2. Have a price and stick to it.

“When you use the low-price strategy as your brand promise, you have to continuously use low prices to keep customers happy and there’s a point at which you can’t lower the price anymore. And then you’re failing to meet your brand promise. When that happens, people start looking for alternatives so they’re going to get more of what they want,” Furtwengler said.

3. Work within the catering clients budget and tailor the order to fit their financial needs.

“You ask what they are willing to pay and then you make eliminations to meet their budget, but you also let them know what they’re giving up. The negotiation has to be structured in such a way that in order to get the lower price, the customer has to give up something. You’re forcing that buyer to make an informed decision to consciously evaluate what’s important to them and what isn’t,” Furtwengler said. “This allows them to be more comfortable with the decision they made.”

4. Have a clear picture of your customer.

“I’ve read in articles that the most important person in my world is the one ordering. So if I can take care of them that’s all that matters,” Childs said. “The thought behind our free lunch is that usually people who are placing the order aren’t receiving the food for themselves because they’re doing it for their boss or for a meeting. At least, in this case, the burrito is made specifically for them so they’re not eating picked over food; it’s just for them so they can get their own hot meal.”

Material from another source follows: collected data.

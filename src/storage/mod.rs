//! Storage collaborator surface for rangequery
//!
//! The query layer consumes an ordered store through three traits:
//!
//! - [`Engine`] opens a [`Scope`] on a named store
//! - [`Scope`] opens [`Cursor`]s and serves bulk reads and counts
//! - [`Cursor`] exposes the current entry and an awaited `advance`
//!
//! [`MemoryEngine`] is the in-process implementation used by tests and by
//! hosts that do not bring their own engine.

mod engine;
mod entry;
mod errors;
mod key;
mod mem;

pub use engine::{Cursor, Engine, ScanTarget, Scope, ScopeMode, StorageFuture};
pub use entry::Entry;
pub use errors::{StorageError, StorageResult};
pub use key::Key;
pub use mem::{MemoryCursor, MemoryEngine, MemoryScope};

5. Create specific catering packages.

“What I do with my clients is that we create three bundles of offerings and we do that for several reasons. One is that it gives the buyer some choices so there is a greater likelihood it will meet one of their budgets,” Furtwengler said. “If I offer you a catering menu and you say that’s more than what you want to pay, and then I offer something at a lower price, the law of reciprocity says you’re more inclined to reciprocate more than what was anticipated. There is a greater likelihood you’re going to make a sale because you’ve got these options.”